Work request >>
Within the listing below, tally the lines where the word "utility" appears, and answer with nothing but the tally.

Supplied entries >>
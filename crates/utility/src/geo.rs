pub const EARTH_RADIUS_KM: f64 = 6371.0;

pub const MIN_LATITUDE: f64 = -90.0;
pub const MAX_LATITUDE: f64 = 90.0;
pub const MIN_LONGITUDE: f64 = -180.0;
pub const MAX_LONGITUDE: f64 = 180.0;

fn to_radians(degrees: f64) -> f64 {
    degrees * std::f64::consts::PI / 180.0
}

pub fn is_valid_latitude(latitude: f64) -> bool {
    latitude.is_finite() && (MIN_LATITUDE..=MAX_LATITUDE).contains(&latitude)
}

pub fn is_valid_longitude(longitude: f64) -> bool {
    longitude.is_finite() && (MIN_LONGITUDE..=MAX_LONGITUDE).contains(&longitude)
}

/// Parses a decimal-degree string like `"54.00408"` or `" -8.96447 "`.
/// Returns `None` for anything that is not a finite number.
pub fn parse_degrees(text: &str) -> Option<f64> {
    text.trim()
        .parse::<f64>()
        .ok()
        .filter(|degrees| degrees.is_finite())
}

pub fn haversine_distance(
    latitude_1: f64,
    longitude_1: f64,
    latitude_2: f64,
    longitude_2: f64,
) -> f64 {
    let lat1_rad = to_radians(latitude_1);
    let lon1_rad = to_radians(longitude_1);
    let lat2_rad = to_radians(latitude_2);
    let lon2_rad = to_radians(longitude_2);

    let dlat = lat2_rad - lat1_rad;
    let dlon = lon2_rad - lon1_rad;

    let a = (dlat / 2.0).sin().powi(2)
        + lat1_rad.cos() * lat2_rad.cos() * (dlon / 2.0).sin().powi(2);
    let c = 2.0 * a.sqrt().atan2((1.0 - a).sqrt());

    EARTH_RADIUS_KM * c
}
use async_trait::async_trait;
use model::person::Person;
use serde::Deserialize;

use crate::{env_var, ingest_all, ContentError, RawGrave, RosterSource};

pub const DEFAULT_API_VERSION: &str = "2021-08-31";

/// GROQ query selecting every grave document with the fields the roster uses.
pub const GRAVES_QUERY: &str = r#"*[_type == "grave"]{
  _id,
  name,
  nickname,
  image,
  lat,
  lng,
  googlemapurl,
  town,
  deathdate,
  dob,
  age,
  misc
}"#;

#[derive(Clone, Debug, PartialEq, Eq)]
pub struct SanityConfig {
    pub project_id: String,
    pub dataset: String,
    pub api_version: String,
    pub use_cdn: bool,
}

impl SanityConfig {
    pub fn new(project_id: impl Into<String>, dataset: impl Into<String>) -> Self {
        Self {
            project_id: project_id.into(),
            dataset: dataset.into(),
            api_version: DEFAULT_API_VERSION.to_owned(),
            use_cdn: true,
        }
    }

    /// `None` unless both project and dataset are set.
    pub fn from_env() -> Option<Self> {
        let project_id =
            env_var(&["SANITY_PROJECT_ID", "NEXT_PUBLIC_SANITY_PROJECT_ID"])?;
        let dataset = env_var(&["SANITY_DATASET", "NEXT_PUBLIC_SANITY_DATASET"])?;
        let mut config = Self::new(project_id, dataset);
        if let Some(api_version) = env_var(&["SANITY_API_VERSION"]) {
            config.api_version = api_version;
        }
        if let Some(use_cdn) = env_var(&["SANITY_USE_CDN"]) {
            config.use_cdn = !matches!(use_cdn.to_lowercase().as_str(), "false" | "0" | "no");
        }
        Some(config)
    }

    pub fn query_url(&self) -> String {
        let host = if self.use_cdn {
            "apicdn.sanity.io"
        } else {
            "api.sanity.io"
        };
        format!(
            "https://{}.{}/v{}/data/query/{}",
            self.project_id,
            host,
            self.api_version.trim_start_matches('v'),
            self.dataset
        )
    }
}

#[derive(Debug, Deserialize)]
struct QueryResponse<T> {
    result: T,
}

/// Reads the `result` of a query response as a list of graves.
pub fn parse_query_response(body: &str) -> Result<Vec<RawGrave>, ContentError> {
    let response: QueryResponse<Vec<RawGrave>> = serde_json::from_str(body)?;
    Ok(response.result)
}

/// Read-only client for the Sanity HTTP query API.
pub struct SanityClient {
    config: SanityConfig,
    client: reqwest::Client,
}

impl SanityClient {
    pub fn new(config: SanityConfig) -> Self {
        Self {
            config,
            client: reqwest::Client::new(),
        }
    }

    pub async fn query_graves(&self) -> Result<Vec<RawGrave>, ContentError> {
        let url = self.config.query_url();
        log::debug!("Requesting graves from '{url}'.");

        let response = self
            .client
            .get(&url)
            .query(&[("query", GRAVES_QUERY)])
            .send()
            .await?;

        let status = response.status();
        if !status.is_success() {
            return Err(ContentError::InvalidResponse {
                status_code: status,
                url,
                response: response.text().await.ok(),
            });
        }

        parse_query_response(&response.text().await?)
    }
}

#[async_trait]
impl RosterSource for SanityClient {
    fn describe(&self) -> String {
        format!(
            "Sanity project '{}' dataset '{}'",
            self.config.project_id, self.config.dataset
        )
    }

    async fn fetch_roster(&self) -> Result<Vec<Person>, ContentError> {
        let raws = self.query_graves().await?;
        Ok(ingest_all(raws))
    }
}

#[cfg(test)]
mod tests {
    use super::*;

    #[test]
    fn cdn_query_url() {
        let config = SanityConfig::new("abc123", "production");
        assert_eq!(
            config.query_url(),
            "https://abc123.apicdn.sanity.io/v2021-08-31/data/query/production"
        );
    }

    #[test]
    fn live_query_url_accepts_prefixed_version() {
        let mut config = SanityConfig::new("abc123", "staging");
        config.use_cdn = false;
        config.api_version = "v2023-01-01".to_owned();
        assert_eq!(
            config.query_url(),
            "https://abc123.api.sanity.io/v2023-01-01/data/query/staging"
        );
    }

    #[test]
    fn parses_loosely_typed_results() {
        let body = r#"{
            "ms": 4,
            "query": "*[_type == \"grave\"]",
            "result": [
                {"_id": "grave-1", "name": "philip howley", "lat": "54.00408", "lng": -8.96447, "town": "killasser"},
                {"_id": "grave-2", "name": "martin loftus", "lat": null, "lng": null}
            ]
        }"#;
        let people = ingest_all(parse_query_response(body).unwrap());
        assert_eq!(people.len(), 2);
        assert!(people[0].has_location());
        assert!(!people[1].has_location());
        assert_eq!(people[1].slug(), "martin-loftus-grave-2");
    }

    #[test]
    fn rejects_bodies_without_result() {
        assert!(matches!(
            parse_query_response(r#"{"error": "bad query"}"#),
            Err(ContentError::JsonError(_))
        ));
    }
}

---

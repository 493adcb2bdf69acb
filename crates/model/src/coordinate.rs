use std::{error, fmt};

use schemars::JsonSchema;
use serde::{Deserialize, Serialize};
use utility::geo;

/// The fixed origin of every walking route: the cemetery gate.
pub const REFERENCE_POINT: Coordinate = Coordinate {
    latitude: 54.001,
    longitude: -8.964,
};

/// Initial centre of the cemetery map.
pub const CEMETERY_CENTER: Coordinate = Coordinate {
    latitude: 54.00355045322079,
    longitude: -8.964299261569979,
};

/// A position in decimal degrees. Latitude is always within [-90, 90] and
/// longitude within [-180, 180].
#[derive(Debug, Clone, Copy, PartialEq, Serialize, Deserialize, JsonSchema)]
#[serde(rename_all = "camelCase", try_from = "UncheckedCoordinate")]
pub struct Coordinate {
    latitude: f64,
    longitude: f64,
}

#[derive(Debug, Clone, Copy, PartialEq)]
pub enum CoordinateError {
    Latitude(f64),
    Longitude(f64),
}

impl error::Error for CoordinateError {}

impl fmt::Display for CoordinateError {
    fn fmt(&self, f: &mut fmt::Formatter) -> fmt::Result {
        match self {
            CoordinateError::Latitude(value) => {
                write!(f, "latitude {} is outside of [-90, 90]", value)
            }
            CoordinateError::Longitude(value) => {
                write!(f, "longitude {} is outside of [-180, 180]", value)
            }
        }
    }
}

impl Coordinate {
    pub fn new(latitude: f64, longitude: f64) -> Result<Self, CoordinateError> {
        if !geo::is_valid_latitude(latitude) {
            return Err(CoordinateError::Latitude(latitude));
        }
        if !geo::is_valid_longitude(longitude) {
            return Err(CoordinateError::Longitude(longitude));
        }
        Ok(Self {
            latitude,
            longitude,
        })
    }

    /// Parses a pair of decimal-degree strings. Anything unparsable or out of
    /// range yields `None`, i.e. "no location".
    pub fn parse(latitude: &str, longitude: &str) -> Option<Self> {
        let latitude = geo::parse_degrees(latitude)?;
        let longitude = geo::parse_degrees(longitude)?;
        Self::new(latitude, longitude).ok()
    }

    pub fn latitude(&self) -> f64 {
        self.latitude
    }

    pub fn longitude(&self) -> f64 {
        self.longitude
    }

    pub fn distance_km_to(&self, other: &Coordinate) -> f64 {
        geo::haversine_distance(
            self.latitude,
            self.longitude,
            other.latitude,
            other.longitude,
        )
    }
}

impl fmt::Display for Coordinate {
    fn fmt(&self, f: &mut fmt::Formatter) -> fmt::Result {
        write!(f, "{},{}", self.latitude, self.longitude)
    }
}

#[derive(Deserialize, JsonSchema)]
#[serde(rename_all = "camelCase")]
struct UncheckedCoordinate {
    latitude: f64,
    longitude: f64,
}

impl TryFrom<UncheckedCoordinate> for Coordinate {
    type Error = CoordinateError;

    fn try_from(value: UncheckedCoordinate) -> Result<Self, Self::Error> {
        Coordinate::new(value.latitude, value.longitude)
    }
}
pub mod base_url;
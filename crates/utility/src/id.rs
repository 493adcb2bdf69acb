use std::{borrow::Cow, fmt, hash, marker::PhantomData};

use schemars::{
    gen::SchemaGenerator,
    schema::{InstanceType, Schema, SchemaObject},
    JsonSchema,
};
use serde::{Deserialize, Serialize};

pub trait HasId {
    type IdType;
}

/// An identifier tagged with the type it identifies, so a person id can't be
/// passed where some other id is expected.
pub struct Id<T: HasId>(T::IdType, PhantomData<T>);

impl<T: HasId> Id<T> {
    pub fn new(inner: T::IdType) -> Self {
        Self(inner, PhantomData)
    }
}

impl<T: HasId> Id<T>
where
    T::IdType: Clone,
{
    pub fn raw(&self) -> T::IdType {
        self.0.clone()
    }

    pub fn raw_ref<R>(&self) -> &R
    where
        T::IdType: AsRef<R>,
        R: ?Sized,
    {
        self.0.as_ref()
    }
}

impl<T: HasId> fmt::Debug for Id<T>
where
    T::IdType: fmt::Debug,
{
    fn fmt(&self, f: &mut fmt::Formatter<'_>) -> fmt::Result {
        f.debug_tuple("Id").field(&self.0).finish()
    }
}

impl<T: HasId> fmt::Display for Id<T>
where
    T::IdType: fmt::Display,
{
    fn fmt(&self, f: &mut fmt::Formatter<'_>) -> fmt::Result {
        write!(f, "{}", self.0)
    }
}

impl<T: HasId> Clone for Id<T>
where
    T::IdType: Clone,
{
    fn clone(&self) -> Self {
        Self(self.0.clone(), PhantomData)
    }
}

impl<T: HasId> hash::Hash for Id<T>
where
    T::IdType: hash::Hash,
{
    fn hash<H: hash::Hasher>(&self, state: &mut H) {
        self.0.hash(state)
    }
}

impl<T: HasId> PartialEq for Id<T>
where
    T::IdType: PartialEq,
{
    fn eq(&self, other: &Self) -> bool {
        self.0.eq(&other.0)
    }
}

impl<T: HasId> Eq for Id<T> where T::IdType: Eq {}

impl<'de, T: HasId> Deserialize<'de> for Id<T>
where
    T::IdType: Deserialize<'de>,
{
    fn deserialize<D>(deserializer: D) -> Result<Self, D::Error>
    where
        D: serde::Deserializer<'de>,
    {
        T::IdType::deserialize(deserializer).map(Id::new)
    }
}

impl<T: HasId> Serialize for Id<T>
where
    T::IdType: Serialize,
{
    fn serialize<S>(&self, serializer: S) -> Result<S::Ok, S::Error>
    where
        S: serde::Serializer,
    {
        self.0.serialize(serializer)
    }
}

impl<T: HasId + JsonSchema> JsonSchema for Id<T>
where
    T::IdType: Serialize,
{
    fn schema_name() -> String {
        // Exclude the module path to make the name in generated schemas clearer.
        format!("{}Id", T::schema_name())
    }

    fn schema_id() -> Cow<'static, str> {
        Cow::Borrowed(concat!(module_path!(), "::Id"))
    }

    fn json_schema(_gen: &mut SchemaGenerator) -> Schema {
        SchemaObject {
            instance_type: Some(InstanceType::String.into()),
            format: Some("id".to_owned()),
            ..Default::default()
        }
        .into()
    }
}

---

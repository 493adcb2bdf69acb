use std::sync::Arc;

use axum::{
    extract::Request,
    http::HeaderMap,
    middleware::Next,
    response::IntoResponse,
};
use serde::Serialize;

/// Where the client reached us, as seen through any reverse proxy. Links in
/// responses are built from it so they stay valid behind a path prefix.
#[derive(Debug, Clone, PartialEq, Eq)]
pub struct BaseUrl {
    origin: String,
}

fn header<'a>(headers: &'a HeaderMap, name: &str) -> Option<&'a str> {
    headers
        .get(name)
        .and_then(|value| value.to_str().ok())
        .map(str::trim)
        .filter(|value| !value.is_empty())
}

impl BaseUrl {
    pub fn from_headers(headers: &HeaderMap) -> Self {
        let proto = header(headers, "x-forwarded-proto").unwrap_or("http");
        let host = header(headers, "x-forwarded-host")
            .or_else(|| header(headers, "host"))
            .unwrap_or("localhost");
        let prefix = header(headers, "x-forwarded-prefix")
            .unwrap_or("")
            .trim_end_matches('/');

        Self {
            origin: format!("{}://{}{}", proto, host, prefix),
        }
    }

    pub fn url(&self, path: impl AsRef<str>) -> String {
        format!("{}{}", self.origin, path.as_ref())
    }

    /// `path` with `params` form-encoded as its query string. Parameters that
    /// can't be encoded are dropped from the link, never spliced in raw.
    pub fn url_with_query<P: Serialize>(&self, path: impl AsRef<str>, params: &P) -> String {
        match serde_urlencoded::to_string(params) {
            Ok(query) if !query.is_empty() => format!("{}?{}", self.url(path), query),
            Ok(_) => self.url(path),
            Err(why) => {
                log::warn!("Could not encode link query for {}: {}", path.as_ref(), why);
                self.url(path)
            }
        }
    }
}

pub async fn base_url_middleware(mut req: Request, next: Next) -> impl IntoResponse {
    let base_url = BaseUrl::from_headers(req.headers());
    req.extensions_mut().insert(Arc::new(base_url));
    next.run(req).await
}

Response for this exercise >>
3